HONFLEUR
Là où Alphonse… allait !
par Jean-Yves LORIOT
(extrait)
Un après-midi d’automne de l’année 1854, « parce qu’il faut bien naître quelque part », c’est à Honfleur et au 8 de la place de la Fontaine bouillante, qu’Alphonse Allais vient au monde. Le même jour qu’Arthur Rimbaud et l’éclairage au gaz. N’est-ce pas là deux bonnes raisons d’avoir des idées lumineuses ?… Et juste au-dessus de l’officine paternelle – son père y était pharmacien ; sa mère ne l’était pas, ce siècle ne le permettant pas encore.

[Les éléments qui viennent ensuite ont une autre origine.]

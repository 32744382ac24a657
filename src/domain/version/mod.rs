//! Version history sub-resource

mod entity;

pub use entity::{sort_newest_first, ModelVersion, VersionId};
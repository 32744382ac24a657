//! In-memory storage implementation

use std::collections::HashMap;
use std::fmt::Debug;
use std::sync::RwLock;

use async_trait::async_trait;

use crate::domain::storage::{Storage, StorageEntity, StorageKey};
use crate::domain::DomainError;

/// Thread-safe in-memory storage.
///
/// Useful for testing and development. Data is lost when the process
/// terminates.
#[derive(Debug)]
pub struct InMemoryStorage<E>
where
    E: StorageEntity,
{
    entities: RwLock<HashMap<String, E>>,
}

impl<E> Default for InMemoryStorage<E>
where
    E: StorageEntity,
{
    fn default() -> Self {
        Self::new()
    }
}

impl<E> InMemoryStorage<E>
where
    E: StorageEntity,
{
    pub fn new() -> Self {
        Self {
            entities: RwLock::new(HashMap::new()),
        }
    }

    /// Creates storage pre-populated with entities
    pub fn with_entities(entities: Vec<E>) -> Self {
        let storage = Self::new();
        {
            let mut map = storage.entities.write().unwrap();

            for entity in entities {
                map.insert(entity.key().as_str().to_string(), entity);
            }
        }
        storage
    }
}

#[async_trait]
impl<E> Storage<E> for InMemoryStorage<E>
where
    E: StorageEntity + 'static,
{
    async fn get(&self, key: &E::Key) -> Result<Option<E>, DomainError> {
        let entities = self
            .entities
            .read()
            .map_err(|e| DomainError::storage(format!("Failed to acquire read lock: {}", e)))?;

        Ok(entities.get(key.as_str()).cloned())
    }

    async fn list(&self) -> Result<Vec<E>, DomainError> {
        let entities = self
            .entities
            .read()
            .map_err(|e| DomainError::storage(format!("Failed to acquire read lock: {}", e)))?;

        Ok(entities.values().cloned().collect())
    }

    async fn create(&self, entity: E) -> Result<E, DomainError> {
        let key = entity.key().as_str().to_string();
        let mut entities = self
            .entities
            .write()
            .map_err(|e| DomainError::storage(format!("Failed to acquire write lock: {}", e)))?;

        if entities.contains_key(&key) {
            return Err(DomainError::conflict(format!(
                "Entity with key '{}' already exists",
                key
            )));
        }

        entities.insert(key, entity.clone());
        Ok(entity)
    }

    async fn update(&self, entity: E) -> Result<E, DomainError> {
        let key = entity.key().as_str().to_string();
        let mut entities = self
            .entities
            .write()
            .map_err(|e| DomainError::storage(format!("Failed to acquire write lock: {}", e)))?;

        if !entities.contains_key(&key) {
            return Err(DomainError::not_found(format!(
                "Entity with key '{}' not found",
                key
            )));
        }

        entities.insert(key, entity.clone());
        Ok(entity)
    }

    async fn delete(&self, key: &E::Key) -> Result<bool, DomainError> {
        let mut entities = self
            .entities
            .write()
            .map_err(|e| DomainError::storage(format!("Failed to acquire write lock: {}", e)))?;

        Ok(entities.remove(key.as_str()).is_some())
    }

    async fn exists(&self, key: &E::Key) -> Result<bool, DomainError> {
        let entities = self
            .entities
            .read()
            .map_err(|e| DomainError::storage(format!("Failed to acquire read lock: {}", e)))?;

        Ok(entities.contains_key(key.as_str()))
    }

    async fn count(&self) -> Result<usize, DomainError> {
        let entities = self
            .entities
            .read()
            .map_err(|e| DomainError::storage(format!("Failed to acquire read lock: {}", e)))?;

        Ok(entities.len())
    }

    async fn clear(&self) -> Result<(), DomainError> {
        let mut entities = self
            .entities
            .write()
            .map_err(|e| DomainError::storage(format!("Failed to acquire write lock: {}", e)))?;

        entities.clear();
        Ok(())
    }
}
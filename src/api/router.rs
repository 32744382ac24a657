use axum::{response::IntoResponse, routing::get, Router};
use tower_http::trace::TraceLayer;

use super::health;
use super::state::AppState;
use super::types::Json;
use super::v1;

/// Service index returned from the root path
async fn index() -> impl IntoResponse {
    Json(serde_json::json!({
        "service": env!("CARGO_PKG_NAME"),
        "version": env!("CARGO_PKG_VERSION"),
        "api": "/api/v1",
    }))
}

/// Create the full router with application state
pub fn create_router_with_state(state: AppState) -> Router {
    Router::new()
        .route("/", get(index))
        // Health endpoints
        .route("/health", get(health::health_check))
        .route("/ready", get(health::ready_check))
        .route("/live", get(health::live_check))
        // Registry API
        .nest("/api/v1", v1::create_v1_router())
        // Add state and middleware
        .with_state(state)
        .layer(TraceLayer::new_for_http())
}
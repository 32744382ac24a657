//! Model CRUD and deployment endpoints

use axum::extract::{Path, State};
use axum::http::StatusCode;
use serde::{Deserialize, Serialize};
use tracing::debug;

use crate::api::state::AppState;
use crate::api::types::{ApiError, Json, Query};
use crate::domain::{DeploymentStatus, Framework, Metrics, Model, ModelFilter, ModelPage};
use crate::infrastructure::services::{RegisterModelRequest, UpdateModelRequest};

/// Request to register a new model
#[derive(Debug, Clone, Deserialize)]
pub struct CreateModelApiRequest {
    pub name: String,
    #[serde(default)]
    pub description: Option<String>,
    pub framework: Framework,
    /// Initial version; defaults to "1.0.0" when omitted
    #[serde(default)]
    pub version: Option<String>,
    #[serde(default)]
    pub metrics: Option<Metrics>,
    #[serde(default)]
    pub tags: Vec<String>,
    #[serde(default)]
    pub author: Option<String>,
}

/// Request to update a model's metadata
#[derive(Debug, Clone, Deserialize)]
pub struct UpdateModelApiRequest {
    pub name: Option<String>,
    pub description: Option<String>,
    pub tags: Option<Vec<String>>,
}

/// Request to change a model's deployment status
#[derive(Debug, Clone, Deserialize)]
pub struct DeployApiRequest {
    pub status: DeploymentStatus,
}

/// Query parameters for listing models
#[derive(Debug, Clone, Default, Deserialize)]
pub struct ListModelsQuery {
    pub framework: Option<Framework>,
    pub status: Option<DeploymentStatus>,
    pub search: Option<String>,
    pub skip: Option<usize>,
    pub limit: Option<usize>,
}

impl From<ListModelsQuery> for ModelFilter {
    fn from(query: ListModelsQuery) -> Self {
        ModelFilter {
            framework: query.framework,
            status: query.status,
            search: query.search,
            skip: query.skip.unwrap_or(0),
            limit: query.limit,
        }
    }
}

/// Model representation returned by the API
#[derive(Debug, Clone, Serialize)]
pub struct ModelResponse {
    pub id: String,
    pub name: String,
    #[serde(skip_serializing_if = "Option::is_none")]
    pub description: Option<String>,
    pub framework: Framework,
    pub status: DeploymentStatus,
    #[serde(skip_serializing_if = "Option::is_none")]
    pub current_version: Option<String>,
    #[serde(skip_serializing_if = "Option::is_none")]
    pub metrics: Option<Metrics>,
    pub tags: Vec<String>,
    #[serde(skip_serializing_if = "Option::is_none")]
    pub author: Option<String>,
    pub created_at: String,
    pub updated_at: String,
}

impl From<&Model> for ModelResponse {
    fn from(model: &Model) -> Self {
        Self {
            id: model.id().as_str().to_string(),
            name: model.name().to_string(),
            description: model.description().map(String::from),
            framework: model.framework(),
            status: model.status(),
            current_version: model.current_version().map(String::from),
            metrics: model.metrics().cloned(),
            tags: model.tags().to_vec(),
            author: model.author().map(String::from),
            created_at: model.created_at().to_rfc3339(),
            updated_at: model.updated_at().to_rfc3339(),
        }
    }
}

/// One page of the model listing
#[derive(Debug, Clone, Serialize)]
pub struct ModelListResponse {
    pub items: Vec<ModelResponse>,
    pub total: usize,
    pub skip: usize,
    pub limit: usize,
}

impl From<ModelPage> for ModelListResponse {
    fn from(page: ModelPage) -> Self {
        Self {
            items: page.items.iter().map(ModelResponse::from).collect(),
            total: page.total,
            skip: page.skip,
            limit: page.limit,
        }
    }
}

/// GET /api/v1/models
pub async fn list_models(
    State(state): State<AppState>,
    Query(query): Query<ListModelsQuery>,
) -> Result<Json<ModelListResponse>, ApiError> {
    debug!(?query, "Listing models");

    let filter = ModelFilter::from(query);
    let page = state.registry_service.list(&filter).await?;

    Ok(Json(ModelListResponse::from(page)))
}

/// POST /api/v1/models
pub async fn create_model(
    State(state): State<AppState>,
    Json(request): Json<CreateModelApiRequest>,
) -> Result<(StatusCode, Json<ModelResponse>), ApiError> {
    debug!(name = %request.name, "Registering model");

    let register_request = RegisterModelRequest {
        name: request.name,
        description: request.description,
        framework: request.framework,
        version: request.version,
        metrics: request.metrics,
        tags: request.tags,
        author: request.author,
    };

    let model = state.registry_service.register(register_request).await?;

    Ok((StatusCode::CREATED, Json(ModelResponse::from(&model))))
}

/// GET /api/v1/models/{model_id}
pub async fn get_model(
    State(state): State<AppState>,
    Path(model_id): Path<String>,
) -> Result<Json<ModelResponse>, ApiError> {
    let model = state
        .registry_service
        .get(&model_id)
        .await?
        .ok_or_else(|| ApiError::not_found(format!("Model '{}' not found", model_id)))?;

    Ok(Json(ModelResponse::from(&model)))
}

/// PUT /api/v1/models/{model_id}
pub async fn update_model(
    State(state): State<AppState>,
    Path(model_id): Path<String>,
    Json(request): Json<UpdateModelApiRequest>,
) -> Result<Json<ModelResponse>, ApiError> {
    debug!(model_id = %model_id, "Updating model");

    let update_request = UpdateModelRequest {
        name: request.name,
        description: request.description,
        tags: request.tags,
    };

    let model = state
        .registry_service
        .update_metadata(&model_id, update_request)
        .await?;

    Ok(Json(ModelResponse::from(&model)))
}

/// DELETE /api/v1/models/{model_id}
pub async fn delete_model(
    State(state): State<AppState>,
    Path(model_id): Path<String>,
) -> Result<StatusCode, ApiError> {
    debug!(model_id = %model_id, "Deleting model");

    if !state.registry_service.delete(&model_id).await? {
        return Err(ApiError::not_found(format!(
            "Model '{}' not found",
            model_id
        )));
    }

    Ok(StatusCode::NO_CONTENT)
}

/// POST /api/v1/models/{model_id}/deploy
pub async fn deploy_model(
    State(state): State<AppState>,
    Path(model_id): Path<String>,
    Json(request): Json<DeployApiRequest>,
) -> Result<Json<ModelResponse>, ApiError> {
    debug!(model_id = %model_id, status = %request.status, "Deploying model");

    let model = state
        .registry_service
        .deploy(&model_id, request.status)
        .await?;

    Ok(Json(ModelResponse::from(&model)))
}
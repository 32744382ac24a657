//! Storage backend implementations

pub mod factory;
pub mod in_memory;
pub mod postgres;

pub use factory::{StorageFactory, StorageType};
pub use in_memory::InMemoryStorage;
pub use postgres::{PostgresConfig, PostgresStorage};
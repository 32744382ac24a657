//! PostgreSQL storage implementation with connection pooling

use std::fmt::Debug;
use std::marker::PhantomData;

use async_trait::async_trait;
use sqlx::postgres::{PgPool, PgPoolOptions};
use sqlx::Row;

use crate::domain::storage::{Storage, StorageEntity, StorageKey};
use crate::domain::DomainError;

/// PostgreSQL storage configuration
#[derive(Debug, Clone)]
pub struct PostgresConfig {
    /// Database connection URL
    pub url: String,
    /// Maximum number of connections in the pool
    pub max_connections: u32,
    /// Minimum number of connections to maintain
    pub min_connections: u32,
    /// Connection timeout in seconds
    pub connect_timeout_secs: u64,
    /// Idle timeout in seconds
    pub idle_timeout_secs: u64,
}

impl Default for PostgresConfig {
    fn default() -> Self {
        Self {
            url: "postgres://localhost/model_registry".to_string(),
            max_connections: 10,
            min_connections: 1,
            connect_timeout_secs: 30,
            idle_timeout_secs: 600,
        }
    }
}

impl PostgresConfig {
    pub fn new(url: impl Into<String>) -> Self {
        Self {
            url: url.into(),
            ..Default::default()
        }
    }

    pub fn with_max_connections(mut self, max: u32) -> Self {
        self.max_connections = max;
        self
    }

    pub fn with_min_connections(mut self, min: u32) -> Self {
        self.min_connections = min;
        self
    }

    pub fn with_connect_timeout(mut self, secs: u64) -> Self {
        self.connect_timeout_secs = secs;
        self
    }

    pub fn with_idle_timeout(mut self, secs: u64) -> Self {
        self.idle_timeout_secs = secs;
        self
    }
}

/// PostgreSQL storage backed by a JSONB document table.
///
/// Each entity is serialized to JSON and stored under its key. One table
/// per entity type, created on demand via [`ensure_table`].
///
/// [`ensure_table`]: PostgresStorage::ensure_table
pub struct PostgresStorage<E>
where
    E: StorageEntity,
{
    pool: PgPool,
    table_name: String,
    _phantom: PhantomData<E>,
}

impl<E> Debug for PostgresStorage<E>
where
    E: StorageEntity,
{
    fn fmt(&self, f: &mut std::fmt::Formatter<'_>) -> std::fmt::Result {
        f.debug_struct("PostgresStorage")
            .field("table_name", &self.table_name)
            .finish()
    }
}

impl<E> PostgresStorage<E>
where
    E: StorageEntity,
{
    /// Creates a new PostgreSQL storage with the given pool and table name
    pub fn new(pool: PgPool, table_name: impl Into<String>) -> Self {
        Self {
            pool,
            table_name: table_name.into(),
            _phantom: PhantomData,
        }
    }

    /// Connects to PostgreSQL and returns a storage bound to `table_name`
    pub async fn connect(
        config: &PostgresConfig,
        table_name: impl Into<String>,
    ) -> Result<Self, DomainError> {
        let pool = PgPoolOptions::new()
            .max_connections(config.max_connections)
            .min_connections(config.min_connections)
            .acquire_timeout(std::time::Duration::from_secs(config.connect_timeout_secs))
            .idle_timeout(std::time::Duration::from_secs(config.idle_timeout_secs))
            .connect(&config.url)
            .await
            .map_err(|e| DomainError::storage(format!("Failed to connect to PostgreSQL: {}", e)))?;

        Ok(Self::new(pool, table_name))
    }

    /// Returns a reference to the connection pool
    pub fn pool(&self) -> &PgPool {
        &self.pool
    }

    /// Ensures the storage table exists
    pub async fn ensure_table(&self) -> Result<(), DomainError> {
        let query = format!(
            r#"
            CREATE TABLE IF NOT EXISTS {} (
                key VARCHAR(255) PRIMARY KEY,
                data JSONB NOT NULL,
                created_at TIMESTAMPTZ NOT NULL DEFAULT NOW(),
                updated_at TIMESTAMPTZ NOT NULL DEFAULT NOW()
            )
            "#,
            self.table_name
        );

        sqlx::query(&query)
            .execute(&self.pool)
            .await
            .map_err(|e| DomainError::storage(format!("Failed to create table: {}", e)))?;

        Ok(())
    }
}

#[async_trait]
impl<E> Storage<E> for PostgresStorage<E>
where
    E: StorageEntity + 'static,
{
    async fn get(&self, key: &E::Key) -> Result<Option<E>, DomainError> {
        let query = format!("SELECT data FROM {} WHERE key = $1", self.table_name);

        let result = sqlx::query(&query)
            .bind(key.as_str())
            .fetch_optional(&self.pool)
            .await
            .map_err(|e| DomainError::storage(format!("Failed to get entity: {}", e)))?;

        match result {
            Some(row) => {
                let data: serde_json::Value = row.get("data");
                let entity: E = serde_json::from_value(data).map_err(|e| {
                    DomainError::storage(format!("Failed to deserialize entity: {}", e))
                })?;
                Ok(Some(entity))
            }
            None => Ok(None),
        }
    }

    async fn list(&self) -> Result<Vec<E>, DomainError> {
        let query = format!("SELECT data FROM {} ORDER BY created_at", self.table_name);

        let rows = sqlx::query(&query)
            .fetch_all(&self.pool)
            .await
            .map_err(|e| DomainError::storage(format!("Failed to list entities: {}", e)))?;

        let mut entities = Vec::with_capacity(rows.len());

        for row in rows {
            let data: serde_json::Value = row.get("data");
            let entity: E = serde_json::from_value(data).map_err(|e| {
                DomainError::storage(format!("Failed to deserialize entity: {}", e))
            })?;
            entities.push(entity);
        }

        Ok(entities)
    }

    async fn create(&self, entity: E) -> Result<E, DomainError> {
        let key = entity.key().as_str().to_string();
        let data = serde_json::to_value(&entity)
            .map_err(|e| DomainError::storage(format!("Failed to serialize entity: {}", e)))?;

        let query = format!(
            r#"
            INSERT INTO {} (key, data)
            VALUES ($1, $2)
            "#,
            self.table_name
        );

        sqlx::query(&query)
            .bind(&key)
            .bind(&data)
            .execute(&self.pool)
            .await
            .map_err(|e| {
                if e.to_string().contains("duplicate key") {
                    DomainError::conflict(format!("Entity with key '{}' already exists", key))
                } else {
                    DomainError::storage(format!("Failed to create entity: {}", e))
                }
            })?;

        Ok(entity)
    }

    async fn update(&self, entity: E) -> Result<E, DomainError> {
        let key = entity.key().as_str().to_string();
        let data = serde_json::to_value(&entity)
            .map_err(|e| DomainError::storage(format!("Failed to serialize entity: {}", e)))?;

        let query = format!(
            r#"
            UPDATE {}
            SET data = $2, updated_at = NOW()
            WHERE key = $1
            "#,
            self.table_name
        );

        let result = sqlx::query(&query)
            .bind(&key)
            .bind(&data)
            .execute(&self.pool)
            .await
            .map_err(|e| DomainError::storage(format!("Failed to update entity: {}", e)))?;

        if result.rows_affected() == 0 {
            return Err(DomainError::not_found(format!(
                "Entity with key '{}' not found",
                key
            )));
        }

        Ok(entity)
    }

    async fn delete(&self, key: &E::Key) -> Result<bool, DomainError> {
        let query = format!("DELETE FROM {} WHERE key = $1", self.table_name);

        let result = sqlx::query(&query)
            .bind(key.as_str())
            .execute(&self.pool)
            .await
            .map_err(|e| DomainError::storage(format!("Failed to delete entity: {}", e)))?;

        Ok(result.rows_affected() > 0)
    }

    async fn exists(&self, key: &E::Key) -> Result<bool, DomainError> {
        let query = format!(
            "SELECT EXISTS(SELECT 1 FROM {} WHERE key = $1) as exists",
            self.table_name
        );

        let row = sqlx::query(&query)
            .bind(key.as_str())
            .fetch_one(&self.pool)
            .await
            .map_err(|e| DomainError::storage(format!("Failed to check existence: {}", e)))?;

        let exists: bool = row.get("exists");
        Ok(exists)
    }

    async fn count(&self) -> Result<usize, DomainError> {
        let query = format!("SELECT COUNT(*) as count FROM {}", self.table_name);

        let row = sqlx::query(&query)
            .fetch_one(&self.pool)
            .await
            .map_err(|e| DomainError::storage(format!("Failed to count entities: {}", e)))?;

        let count: i64 = row.get("count");
        Ok(count as usize)
    }

    async fn clear(&self) -> Result<(), DomainError> {
        let query = format!("DELETE FROM {}", self.table_name);

        sqlx::query(&query)
            .execute(&self.pool)
            .await
            .map_err(|e| DomainError::storage(format!("Failed to clear storage: {}", e)))?;

        Ok(())
    }
}
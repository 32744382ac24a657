//! Shared API types

pub mod error;
pub mod json;
pub mod query;

pub use error::{ApiError, ApiErrorResponse};
pub use json::Json;
pub use query::Query;
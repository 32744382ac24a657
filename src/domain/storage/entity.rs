//! Storage entity traits and types

use std::fmt::Debug;

use serde::{de::DeserializeOwned, Serialize};

/// Trait for types that can be used as storage keys
pub trait StorageKey: Clone + Debug + Send + Sync + Eq + std::hash::Hash {
    /// Returns the key as a string for storage backends that require string keys
    fn as_str(&self) -> &str;
}

/// Trait for types that can be stored
pub trait StorageEntity: Clone + Debug + Send + Sync + Serialize + DeserializeOwned {
    /// The key type for this entity
    type Key: StorageKey;

    /// Returns the entity's key
    fn key(&self) -> &Self::Key;
}
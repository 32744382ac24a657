//! Storage factory for runtime backend selection

use std::sync::Arc;

use crate::domain::storage::StorageEntity;
use crate::domain::DomainError;

use super::in_memory::InMemoryStorage;
use super::postgres::{PostgresConfig, PostgresStorage};

/// Supported storage backends
#[derive(Debug, Clone, PartialEq, Eq)]
pub enum StorageType {
    /// In-memory storage (for testing/development)
    InMemory,
    /// PostgreSQL storage
    Postgres,
}

impl StorageType {
    pub fn from_str(s: &str) -> Option<Self> {
        match s.to_lowercase().as_str() {
            "memory" | "inmemory" | "in-memory" | "in_memory" => Some(Self::InMemory),
            "postgres" | "postgresql" | "pg" => Some(Self::Postgres),
            _ => None,
        }
    }
}

/// Factory for creating storage instances
#[derive(Debug)]
pub struct StorageFactory;

impl StorageFactory {
    /// Creates an in-memory storage
    pub fn create_in_memory<E>() -> Arc<InMemoryStorage<E>>
    where
        E: StorageEntity,
    {
        Arc::new(InMemoryStorage::new())
    }

    /// Creates a PostgreSQL storage
    pub async fn create_postgres<E>(
        config: &PostgresConfig,
        table_name: &str,
    ) -> Result<Arc<PostgresStorage<E>>, DomainError>
    where
        E: StorageEntity + 'static,
    {
        let storage = PostgresStorage::connect(config, table_name).await?;
        storage.ensure_table().await?;
        Ok(Arc::new(storage))
    }
}

#[cfg(test)]
mod tests {
    use super::*;

    #[test]
    fn test_storage_type_from_str() {
        assert_eq!(StorageType::from_str("memory"), Some(StorageType::InMemory));
        assert_eq!(
            StorageType::from_str("in-memory"),
            Some(StorageType::InMemory)
        );
        assert_eq!(
            StorageType::from_str("postgres"),
            Some(StorageType::Postgres)
        );
        assert_eq!(
            StorageType::from_str("postgresql"),
            Some(StorageType::Postgres)
        );
        assert_eq!(StorageType::from_str("pg"), Some(StorageType::Postgres));
        assert_eq!(StorageType::from_str("unknown"), None);
    }
}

Alphonse grandit parmi les bocaux aux étiquettes colorées et mystérieuses : « huile de petits chiens, pastilles de corne de cerf calcinée, diablotins stimulants »…
On penserait ces remèdes sortis d’un grimoire de sorcier, pourtant ces dénominations étranges aux matières premières curieuses étaient formulées dans la pharmacie française et officielle, préparées et vendues tous les jours par les potards Allais aux clients de l’officine. Ces étiquettes éveillèrent-elles l’esprit facétieux du jeune Alphonse ?
Sont-elles à l’origine des noms « sous-entendus » dont furent baptisés, des années plus tard, les personnages des chroniques de l’auteur Allais ?
Il est vrai qu’élève-potard, puisque son père le destine à prendre sa succession, le jeune Alphonse tente ses premières blagues sur les clients de l’officine.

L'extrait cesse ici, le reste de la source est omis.